The protection of Manor Farm and the local woods from redevelopment was eventually confirmed in January 1930, after a visit by a member of the Royal Society of Arts to choose buildings that should be conserved. The Great Barn and Little Barn were selected, along with the old Post Office, the Old Bell public house and the Priest's House of the local church. The woods, part of the centre of the manor of Ruislip along with Ruislip village square, were included when King's College sold the land to the district in February 1931. Park Wood was sold for £28,100 with Manor Farm and the old Post Office included as a gift to the people of Ruislip.

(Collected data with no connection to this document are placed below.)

//! The execution controller: a deterministic state machine over a brain's
//! graph.
//!
//! One run walks the graph one node at a time. Each step executes the
//! current node ([`nodes`]), folds its result into the run state, enforces
//! the guardrails ([`constraints`]) and then picks the next edge
//! ([`routing`]). The loop ends when a terminal node completes, a terminal
//! node is revisited, the step budget runs out, a node errors, a guardrail
//! halts the run, or no edge is accepted.

mod constraints;
mod nodes;
mod routing;

use std::sync::Arc;

use serde_json::{json, Value};
use tracing::{debug, info, warn};
use uuid::Uuid;

use crate::domain::errors::{DomainError, DomainResult};
use crate::domain::models::{
    AuditAction, Constraints, ExecutionConfig, Graph, LastResult, Node, NodeKind, NodeResult, RunOutcome,
    RunResult, RunState,
};
use crate::domain::ports::{CompletionClient, GraphRepository, NullRunArchive, RunArchive, SkillExecutor};
use crate::services::memory_store::MemoryStore;

/// Working-data path where candidate facts wait for a memory-write node.
pub const PENDING_FACTS: &str = "pending_facts";

/// How a step ended the run, when it did.
type Halt = (RunOutcome, Option<String>);

/// Drives runs of one brain.
///
/// The controller owns its graph for the duration of its life; edge
/// statistics accumulate on it across runs and are saved through the graph
/// repository, when one is configured, at the end of every run.
pub struct BrainController {
    brain_id: String,
    graph: Graph,
    memory: Arc<MemoryStore>,
    completion: Arc<dyn CompletionClient>,
    skills: Option<Arc<dyn SkillExecutor>>,
    constraints: Constraints,
    config: ExecutionConfig,
    run_archive: Arc<dyn RunArchive>,
    graph_repository: Option<Arc<dyn GraphRepository>>,
}

impl BrainController {
    pub fn new(graph: Graph, memory: Arc<MemoryStore>, completion: Arc<dyn CompletionClient>) -> Self {
        Self {
            brain_id: graph.name().to_string(),
            graph,
            memory,
            completion,
            skills: None,
            constraints: Constraints::default(),
            config: ExecutionConfig::default(),
            run_archive: Arc::new(NullRunArchive),
            graph_repository: None,
        }
    }

    pub fn with_brain_id(mut self, brain_id: impl Into<String>) -> Self {
        self.brain_id = brain_id.into();
        self
    }

    pub fn with_skills(mut self, skills: Arc<dyn SkillExecutor>) -> Self {
        self.skills = Some(skills);
        self
    }

    pub fn with_constraints(mut self, constraints: Constraints) -> Self {
        self.constraints = constraints;
        self
    }

    pub fn with_config(mut self, config: ExecutionConfig) -> Self {
        self.config = config;
        self
    }

    pub fn with_run_archive(mut self, archive: Arc<dyn RunArchive>) -> Self {
        self.run_archive = archive;
        self
    }

    pub fn with_graph_repository(mut self, repository: Arc<dyn GraphRepository>) -> Self {
        self.graph_repository = Some(repository);
        self
    }

    pub fn brain_id(&self) -> &str {
        &self.brain_id
    }

    pub const fn graph(&self) -> &Graph {
        &self.graph
    }

    pub fn graph_mut(&mut self) -> &mut Graph {
        &mut self.graph
    }

    pub fn into_graph(self) -> Graph {
        self.graph
    }

    pub fn memory(&self) -> &Arc<MemoryStore> {
        &self.memory
    }

    /// Execute one run with a fresh run id.
    ///
    /// # Errors
    /// Only [`DomainError::InvalidGraph`]: the graph is validated before the
    /// run starts. Every other failure is reported through the outcome of
    /// the returned [`RunResult`].
    pub async fn run(&mut self, user_request: &str, initial_data: Option<Value>) -> DomainResult<RunResult> {
        self.run_with_id(Uuid::new_v4(), user_request, initial_data).await
    }

    /// Execute one run under a caller-chosen run id.
    pub async fn run_with_id(
        &mut self,
        run_id: Uuid,
        user_request: &str,
        initial_data: Option<Value>,
    ) -> DomainResult<RunResult> {
        let errors = self.graph.validate();
        if !errors.is_empty() {
            warn!(brain = %self.brain_id, violations = errors.len(), "graph failed validation, run not started");
            return Err(DomainError::InvalidGraph(errors));
        }

        let mut state = RunState::new(&self.brain_id, user_request, &self.graph.start_node).with_run_id(run_id);
        if let Some(data) = initial_data {
            state.apply_patch(data);
        }

        info!(run_id = %run_id, brain = %self.brain_id, start_node = %self.graph.start_node, "run started");
        let (outcome, error) = self.drive(&mut state).await;
        Ok(self.finish(state, outcome, error).await)
    }

    async fn drive(&mut self, state: &mut RunState) -> Halt {
        loop {
            if state.counters.total_steps >= self.config.max_steps {
                let node_id = state.current_node.clone();
                warn!(run_id = %state.run_id, node_id = %node_id, max_steps = self.config.max_steps, "step budget exhausted");
                state.signals.record_failure(&node_id, "Max steps exceeded", json!({"max_steps": self.config.max_steps}));
                state.record_audit(&node_id, AuditAction::StepBudgetExceeded, json!({"max_steps": self.config.max_steps}));
                let error = DomainError::StepBudgetExceeded {
                    max_steps: self.config.max_steps,
                };
                return (RunOutcome::MaxSteps, Some(error.to_string()));
            }

            let node_id = state.current_node.clone();
            if self.graph.is_terminal(&node_id) && state.counters.visits(&node_id) > 0 {
                warn!(run_id = %state.run_id, node_id = %node_id, "terminal node revisited, forcing termination");
                state.record_audit(&node_id, AuditAction::ForcedTermination, json!({"visits": state.counters.visits(&node_id)}));
                return (self.terminal_outcome(&node_id, state), None);
            }

            let Some(node) = self.graph.node(&node_id).cloned() else {
                let error = DomainError::NodeNotFound(node_id.clone());
                state.record_audit(&node_id, AuditAction::Error, json!({"error": error.to_string()}));
                return (RunOutcome::Error, Some(error.to_string()));
            };

            state.visit(&node.id, node.stage);
            debug!(run_id = %state.run_id, node_id = %node.id, kind = node.kind.as_str(), step = state.counters.total_steps, "executing node");

            let result = match self.execute_node(&node, state).await {
                Ok(result) => result,
                Err(err) => {
                    warn!(run_id = %state.run_id, node_id = %node.id, error = %err, "node execution error");
                    state.record_audit(&node.id, AuditAction::Error, json!({"error": err.to_string()}));
                    state.signals.record_failure(&node.id, err.to_string(), Value::Null);
                    return (RunOutcome::Error, Some(err.to_string()));
                }
            };

            apply_node_result(&node, state, &result);

            if let Some(halt) = self.enforce_constraints(&node, state) {
                return halt;
            }

            if self.graph.is_terminal(&node.id) && (node.kind.is_terminal() || state.is_done()) {
                return (self.terminal_outcome(&node.id, state), None);
            }

            let Some(next) = self.select_edge(&node, state, &result) else {
                debug!(run_id = %state.run_id, node_id = %node.id, "no outgoing edge accepted");
                state.record_audit(&node.id, AuditAction::NoValidEdge, json!({"message": "No valid outgoing edge found"}));
                state.signals.record_failure(&node.id, "No valid outgoing edge", Value::Null);
                let error = DomainError::NoValidEdge { node_id: node.id.clone() };
                return (RunOutcome::Failure, Some(error.to_string()));
            };
            state.current_node = next;

            let interval = self.config.audit_flush_interval.max(1);
            if state.counters.total_steps % interval == 0 {
                self.flush_audit(state).await;
            }
        }
    }

    /// Resolve the outcome of a run ending at a terminal node: the node's
    /// declared outcome, then the configured mapping, then the conventional
    /// ids, then the configured default.
    fn terminal_outcome(&self, node_id: &str, state: &mut RunState) -> RunOutcome {
        if let Some(NodeKind::Terminal(config)) = self.graph.node(node_id).map(|n| &n.kind) {
            if let Some(outcome) = config.outcome {
                return outcome;
            }
        }
        if let Some(outcome) = self.config.terminal_outcomes.get(node_id) {
            return *outcome;
        }
        match node_id {
            "success" => RunOutcome::Success,
            "failure" => RunOutcome::Failure,
            "escalate" => RunOutcome::Escalated,
            _ => {
                let outcome = self.config.default_terminal_outcome;
                warn!(node_id = %node_id, outcome = outcome.as_str(), "terminal node has no explicit outcome, using default");
                state.signals.record_observation(
                    format!("Terminal '{node_id}' has no explicit outcome"),
                    json!({"default": outcome.as_str()}),
                );
                outcome
            }
        }
    }

    async fn flush_audit(&self, state: &mut RunState) {
        let events = state.drain_audit();
        if events.is_empty() {
            return;
        }
        if let Err(err) = self.run_archive.append_audit(state.run_id, &events).await {
            warn!(run_id = %state.run_id, error = %err, events = events.len(), "failed to flush audit trail");
        }
    }

    async fn finish(&self, mut state: RunState, outcome: RunOutcome, error: Option<String>) -> RunResult {
        self.flush_audit(&mut state).await;

        if let Err(err) = self.run_archive.save_final_state(&state).await {
            warn!(run_id = %state.run_id, error = %err, "failed to save final state");
        }
        if let Some(repository) = &self.graph_repository {
            if let Err(err) = repository.save(&self.graph).await {
                warn!(run_id = %state.run_id, error = %err, "failed to save graph");
            }
        }

        info!(
            run_id = %state.run_id,
            outcome = %outcome,
            final_node = %state.current_node,
            steps = state.counters.total_steps,
            "run finished"
        );
        RunResult::from_state(state, outcome, error)
    }
}

/// Fold a node result into the run state and audit it.
fn apply_node_result(node: &Node, state: &mut RunState, result: &NodeResult) {
    if !result.state_patch.is_empty() {
        state.apply_patch(Value::Object(result.state_patch.clone()));
    }
    state.last_output = result.output.clone();
    state.last_result = Some(LastResult {
        node_id: node.id.clone(),
        success: result.success,
        error: result.error.clone(),
    });

    if !result.success {
        let reason = result.error.clone().unwrap_or_else(|| "Node reported failure".to_string());
        state.signals.record_failure(&node.id, reason, json!({"kind": node.kind.as_str()}));
    }

    let patched: Vec<&String> = result.state_patch.keys().collect();
    state.record_audit(
        &node.id,
        AuditAction::NodeExecuted,
        json!({
            "kind": node.kind.as_str(),
            "success": result.success,
            "error": result.error,
            "patched": patched,
        }),
    );
}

King's had wished to also present the wood as a gift but was required by the University and College's Act to receive payment as it was the trustee of the land. Middlesex County Council contributed 75% of the cost as the urban district council argued that many of those who would make use of the land would be recreational day trippers from outside the district. Under a 999-year lease, the council agreed to maintain the wood and ensure no new buildings were constructed without the permission of the county council. An area of the wood to the south was not included in the lease agreement and three residential roads were later constructed on it.

In 1932, the two cart sheds on either side of the lane leading into the farm were removed. That year, Councillor T. R. Parker purchased a plot of land on the site from King's College. Manor Farm continued as a working farm until the following year, when the local council began to sell off much of the land surrounding the buildings for housing developments. Councillor Parker presented his land to the Ruislip Village Trust as the site of a future public hall, and the Trust passed it to the urban district council in 1964 stipulating that that would be the sole use. The council obliged and the Winston Churchill Hall was built in 1965.

A smaller barn built in the 16th century, the Little Barn, was converted to a library and opened on 2 November 1937. The original cowbyre was destroyed by fire in 1979 and was rebuilt as an exhibition centre. An archaeological excavation was carried out by the Museum of London Archaeological Service in 1997 around the Farm House. This discovered the remains of the old priory were beneath the house, as this had been the bailey, surrounded by the motte.

===Restoration===
The site was refurbished with funding from the Heritage Lottery Fund in April 2007 with the work completed in June the following year. This included the renovation of the Grade II listed Manor Farm library as part of a borough-wide programme by the London Borough of Hillingdon. The Duck Pond Market began in the Great Barn in December 2008, following the refurbishment, and runs twice a month. Winston Churchill Theatre, not included in the original restoration work, received a £370,000 grant from Hillingdon Council in March 2011 to enable its refurbishment. The other buildings on the site are used as an Exhibition venue (the Cow Byre Gallery), community spaces (The Stables and the Manor Farm Community Hut) and as a small interpretation centre and base of the Hillingdon Music Service (Manor Farm House).

Since 6 September 1974, all the buildings on the site are Grade II listed, except for the Great Barn, which is Grade II*.

===Comparable structures===
Other moated medieval farm complexes survive in the nearby area at Headstone Manor and (without a surviving moat) at Pinner Park. Traces of a moat survived at Harmondsworth Great Barn until 1968.